◆ EXERCISE DETAILS ◆
Copy all the lines of the data that include the word "Some".

◆ Stored data ◆
BEGIN

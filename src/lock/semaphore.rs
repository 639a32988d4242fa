use std::collections::VecDeque;
use std::future::Future;
use std::sync::Arc;

use tokio::sync::oneshot;

/// Counting admission gate with FIFO hand-off.
///
/// `acquire` resolves once a slot is free; waiters are admitted strictly in
/// arrival order. Dropping (or explicitly releasing) the returned [`Permit`]
/// frees the slot and wakes the next waiter.
///
/// Cloning shares the same slots.
#[derive(Clone)]
pub struct Semaphore {
    inner: Arc<SemaphoreState>,
}

struct SemaphoreState {
    capacity: usize,
    slots: parking_lot::Mutex<Slots>,
}

struct Slots {
    count: usize,
    tasks: VecDeque<oneshot::Sender<Permit>>,
}

/// Release capability for one semaphore slot.
///
/// Releasing is idempotent: only the first `release` (or the drop) counts.
#[must_use = "the slot is released as soon as the permit is dropped"]
pub struct Permit {
    owner: Option<Arc<SemaphoreState>>,
}

impl Semaphore {
    pub fn new(capacity: usize) -> Self {
        Semaphore {
            inner: Arc::new(SemaphoreState {
                capacity,
                slots: parking_lot::Mutex::new(Slots {
                    count: capacity,
                    tasks: VecDeque::new(),
                }),
            }),
        }
    }

    pub fn capacity(&self) -> usize {
        self.inner.capacity
    }

    /// Slots currently free.
    pub fn available(&self) -> usize {
        self.inner.slots.lock().count
    }

    /// Acquire requests waiting for a slot.
    pub fn waiting(&self) -> usize {
        self.inner.slots.lock().tasks.len()
    }

    /// Wait for a slot.
    pub async fn acquire(&self) -> Permit {
        loop {
            let rx = {
                let mut slots = self.inner.slots.lock();
                if slots.count > 0 && slots.tasks.is_empty() {
                    slots.count -= 1;
                    return Permit::new(Arc::clone(&self.inner));
                }
                let (tx, rx) = oneshot::channel();
                slots.tasks.push_back(tx);
                rx
            };

            // The sender is only dropped after a hand-off attempt, so an
            // error here means nothing was handed over: queue up again.
            if let Ok(permit) = rx.await {
                return permit;
            }
        }
    }

    /// Take a slot only if one is free and nobody is queued ahead.
    pub fn try_acquire(&self) -> Option<Permit> {
        let mut slots = self.inner.slots.lock();
        if slots.count > 0 && slots.tasks.is_empty() {
            slots.count -= 1;
            Some(Permit::new(Arc::clone(&self.inner)))
        } else {
            None
        }
    }

    /// Run `f` while holding a slot.
    ///
    /// The slot is released on every exit path of `f`, including errors,
    /// panics and cancellation of the returned future.
    pub async fn run<F, Fut, T>(&self, f: F) -> T
    where
        F: FnOnce() -> Fut,
        Fut: Future<Output = T>,
    {
        let _permit = self.acquire().await;
        f().await
    }
}

impl SemaphoreState {
    fn release(self: &Arc<Self>) {
        let mut slots = self.slots.lock();
        slots.count += 1;
        debug_assert!(slots.count <= self.capacity, "semaphore over-released");
        self.schedule(&mut slots);
    }

    /// Hand free slots to queued waiters, oldest first.
    fn schedule(self: &Arc<Self>, slots: &mut Slots) {
        while slots.count > 0 {
            let Some(task) = slots.tasks.pop_front() else {
                break;
            };
            slots.count -= 1;
            if let Err(mut permit) = task.send(Permit::new(Arc::clone(self))) {
                // waiter went away; take the slot back without re-entering release
                permit.owner = None;
                slots.count += 1;
            }
        }
    }
}

impl Permit {
    fn new(owner: Arc<SemaphoreState>) -> Self {
        Permit { owner: Some(owner) }
    }

    pub fn release(&mut self) {
        if let Some(owner) = self.owner.take() {
            owner.release();
        }
    }

    pub fn is_released(&self) -> bool {
        self.owner.is_none()
    }
}

impl Drop for Permit {
    fn drop(&mut self) {
        self.release();
    }
}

END

◆ ANSWER AREA ◆
            Some(Permit::new(Arc::clone(&self.inner)))
            let Some(task) = slots.tasks.pop_front() else {
        Permit { owner: Some(owner) }
        if let Some(owner) = self.owner.take() {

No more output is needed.